Directions | Repeat word for word every line of the data below, from the first through the line containing "let token = extract_bearer(req.headers())?;", and stop there.

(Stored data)
[Start of section]

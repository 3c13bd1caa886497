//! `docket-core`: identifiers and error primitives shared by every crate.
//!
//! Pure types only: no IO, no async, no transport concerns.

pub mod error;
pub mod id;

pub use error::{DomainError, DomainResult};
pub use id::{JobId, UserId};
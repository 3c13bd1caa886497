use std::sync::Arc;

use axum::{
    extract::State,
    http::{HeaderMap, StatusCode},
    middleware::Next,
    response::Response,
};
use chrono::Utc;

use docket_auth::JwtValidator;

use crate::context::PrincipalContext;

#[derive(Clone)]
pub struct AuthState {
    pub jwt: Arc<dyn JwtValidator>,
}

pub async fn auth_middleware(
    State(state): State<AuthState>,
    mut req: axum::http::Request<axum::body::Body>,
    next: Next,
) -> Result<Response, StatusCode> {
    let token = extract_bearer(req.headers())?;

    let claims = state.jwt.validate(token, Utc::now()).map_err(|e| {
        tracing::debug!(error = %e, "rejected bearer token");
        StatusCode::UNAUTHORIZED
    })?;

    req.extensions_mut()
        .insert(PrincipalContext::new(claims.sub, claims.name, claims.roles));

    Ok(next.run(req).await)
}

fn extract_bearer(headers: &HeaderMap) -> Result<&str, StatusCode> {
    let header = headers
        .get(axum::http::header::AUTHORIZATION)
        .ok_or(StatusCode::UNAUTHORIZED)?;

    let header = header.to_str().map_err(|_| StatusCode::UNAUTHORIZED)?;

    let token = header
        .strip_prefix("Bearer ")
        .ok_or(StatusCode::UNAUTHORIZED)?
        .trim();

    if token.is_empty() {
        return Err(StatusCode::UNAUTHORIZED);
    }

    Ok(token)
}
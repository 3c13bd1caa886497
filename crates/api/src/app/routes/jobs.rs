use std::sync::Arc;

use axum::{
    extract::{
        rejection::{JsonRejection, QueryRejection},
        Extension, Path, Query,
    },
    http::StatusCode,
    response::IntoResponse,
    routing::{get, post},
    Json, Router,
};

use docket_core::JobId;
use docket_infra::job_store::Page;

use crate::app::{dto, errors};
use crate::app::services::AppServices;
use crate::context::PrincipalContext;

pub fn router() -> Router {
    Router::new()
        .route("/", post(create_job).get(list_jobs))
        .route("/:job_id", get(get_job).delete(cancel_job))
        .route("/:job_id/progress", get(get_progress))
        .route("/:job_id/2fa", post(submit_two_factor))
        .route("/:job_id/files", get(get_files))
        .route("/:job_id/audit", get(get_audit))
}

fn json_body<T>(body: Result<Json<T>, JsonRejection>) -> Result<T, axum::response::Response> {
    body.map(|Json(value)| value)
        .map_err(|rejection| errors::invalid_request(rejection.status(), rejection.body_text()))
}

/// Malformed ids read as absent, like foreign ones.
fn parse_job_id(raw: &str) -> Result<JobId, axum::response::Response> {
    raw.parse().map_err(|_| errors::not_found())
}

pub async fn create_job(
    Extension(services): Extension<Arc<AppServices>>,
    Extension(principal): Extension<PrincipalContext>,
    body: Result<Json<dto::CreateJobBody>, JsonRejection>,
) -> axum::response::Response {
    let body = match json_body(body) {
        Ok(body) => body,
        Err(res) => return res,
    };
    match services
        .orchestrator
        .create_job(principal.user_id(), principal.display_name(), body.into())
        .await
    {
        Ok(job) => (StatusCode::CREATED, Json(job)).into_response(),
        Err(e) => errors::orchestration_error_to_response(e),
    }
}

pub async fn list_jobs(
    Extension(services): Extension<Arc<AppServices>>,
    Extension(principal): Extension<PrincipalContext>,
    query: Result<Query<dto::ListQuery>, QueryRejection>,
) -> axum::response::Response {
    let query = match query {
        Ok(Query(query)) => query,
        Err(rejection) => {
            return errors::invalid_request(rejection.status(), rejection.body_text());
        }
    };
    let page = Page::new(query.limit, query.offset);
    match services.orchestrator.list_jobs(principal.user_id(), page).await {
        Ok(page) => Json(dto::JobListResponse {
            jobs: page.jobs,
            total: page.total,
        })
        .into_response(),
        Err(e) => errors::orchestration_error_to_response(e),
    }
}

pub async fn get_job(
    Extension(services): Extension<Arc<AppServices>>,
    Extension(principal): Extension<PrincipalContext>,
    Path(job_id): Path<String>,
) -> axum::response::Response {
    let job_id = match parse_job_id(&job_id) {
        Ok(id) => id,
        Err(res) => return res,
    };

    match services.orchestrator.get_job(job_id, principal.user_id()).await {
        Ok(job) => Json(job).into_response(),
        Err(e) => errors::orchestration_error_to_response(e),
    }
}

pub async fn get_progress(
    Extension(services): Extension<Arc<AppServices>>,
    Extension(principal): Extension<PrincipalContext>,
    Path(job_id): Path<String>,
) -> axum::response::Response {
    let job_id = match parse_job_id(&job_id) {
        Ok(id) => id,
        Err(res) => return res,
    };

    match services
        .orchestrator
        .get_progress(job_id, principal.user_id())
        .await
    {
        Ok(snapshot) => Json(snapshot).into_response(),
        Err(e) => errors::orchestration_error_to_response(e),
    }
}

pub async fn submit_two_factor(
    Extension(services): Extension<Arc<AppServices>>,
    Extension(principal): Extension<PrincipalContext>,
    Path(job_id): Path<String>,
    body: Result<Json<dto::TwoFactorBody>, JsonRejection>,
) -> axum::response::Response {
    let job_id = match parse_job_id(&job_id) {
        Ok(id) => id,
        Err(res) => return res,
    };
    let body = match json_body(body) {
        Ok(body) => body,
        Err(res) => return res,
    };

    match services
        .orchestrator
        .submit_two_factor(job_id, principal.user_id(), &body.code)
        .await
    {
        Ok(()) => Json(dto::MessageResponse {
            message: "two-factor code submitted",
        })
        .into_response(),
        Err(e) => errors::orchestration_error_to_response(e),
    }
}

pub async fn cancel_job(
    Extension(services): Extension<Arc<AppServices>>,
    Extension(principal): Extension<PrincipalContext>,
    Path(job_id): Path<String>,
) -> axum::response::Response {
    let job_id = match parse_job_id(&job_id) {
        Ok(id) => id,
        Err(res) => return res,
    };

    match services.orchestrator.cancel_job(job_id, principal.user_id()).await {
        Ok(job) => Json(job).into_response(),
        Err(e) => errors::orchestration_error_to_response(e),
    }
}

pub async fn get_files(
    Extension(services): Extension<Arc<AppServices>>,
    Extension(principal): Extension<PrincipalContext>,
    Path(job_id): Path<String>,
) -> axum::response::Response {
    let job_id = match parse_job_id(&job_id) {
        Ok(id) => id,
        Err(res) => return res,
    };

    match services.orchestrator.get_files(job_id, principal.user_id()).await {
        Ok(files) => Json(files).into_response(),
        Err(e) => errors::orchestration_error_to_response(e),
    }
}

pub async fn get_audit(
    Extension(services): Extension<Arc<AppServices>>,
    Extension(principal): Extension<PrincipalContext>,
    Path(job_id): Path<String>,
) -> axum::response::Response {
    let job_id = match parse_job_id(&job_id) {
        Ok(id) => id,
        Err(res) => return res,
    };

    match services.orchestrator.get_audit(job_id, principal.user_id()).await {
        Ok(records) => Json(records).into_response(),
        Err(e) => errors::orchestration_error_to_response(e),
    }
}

[End of section]

Task solution |
repository 3c13bd1caa886497
//! `docket-core`: identifiers and error primitives shared by every crate.
//!
//! Pure types only: no IO, no async, no transport concerns.

pub mod error;
pub mod id;

pub use error::{DomainError, DomainResult};
pub use id::{JobId, UserId};
repository 3c13bd1caa886497
use std::sync::Arc;

use axum::{
    extract::State,
    http::{HeaderMap, StatusCode},
    middleware::Next,
    response::Response,
};
use chrono::Utc;

use docket_auth::JwtValidator;

use crate::context::PrincipalContext;

#[derive(Clone)]
pub struct AuthState {
    pub jwt: Arc<dyn JwtValidator>,
}

pub async fn auth_middleware(
    State(state): State<AuthState>,
    mut req: axum::http::Request<axum::body::Body>,
    next: Next,
) -> Result<Response, StatusCode> {
    let token = extract_bearer(req.headers())?;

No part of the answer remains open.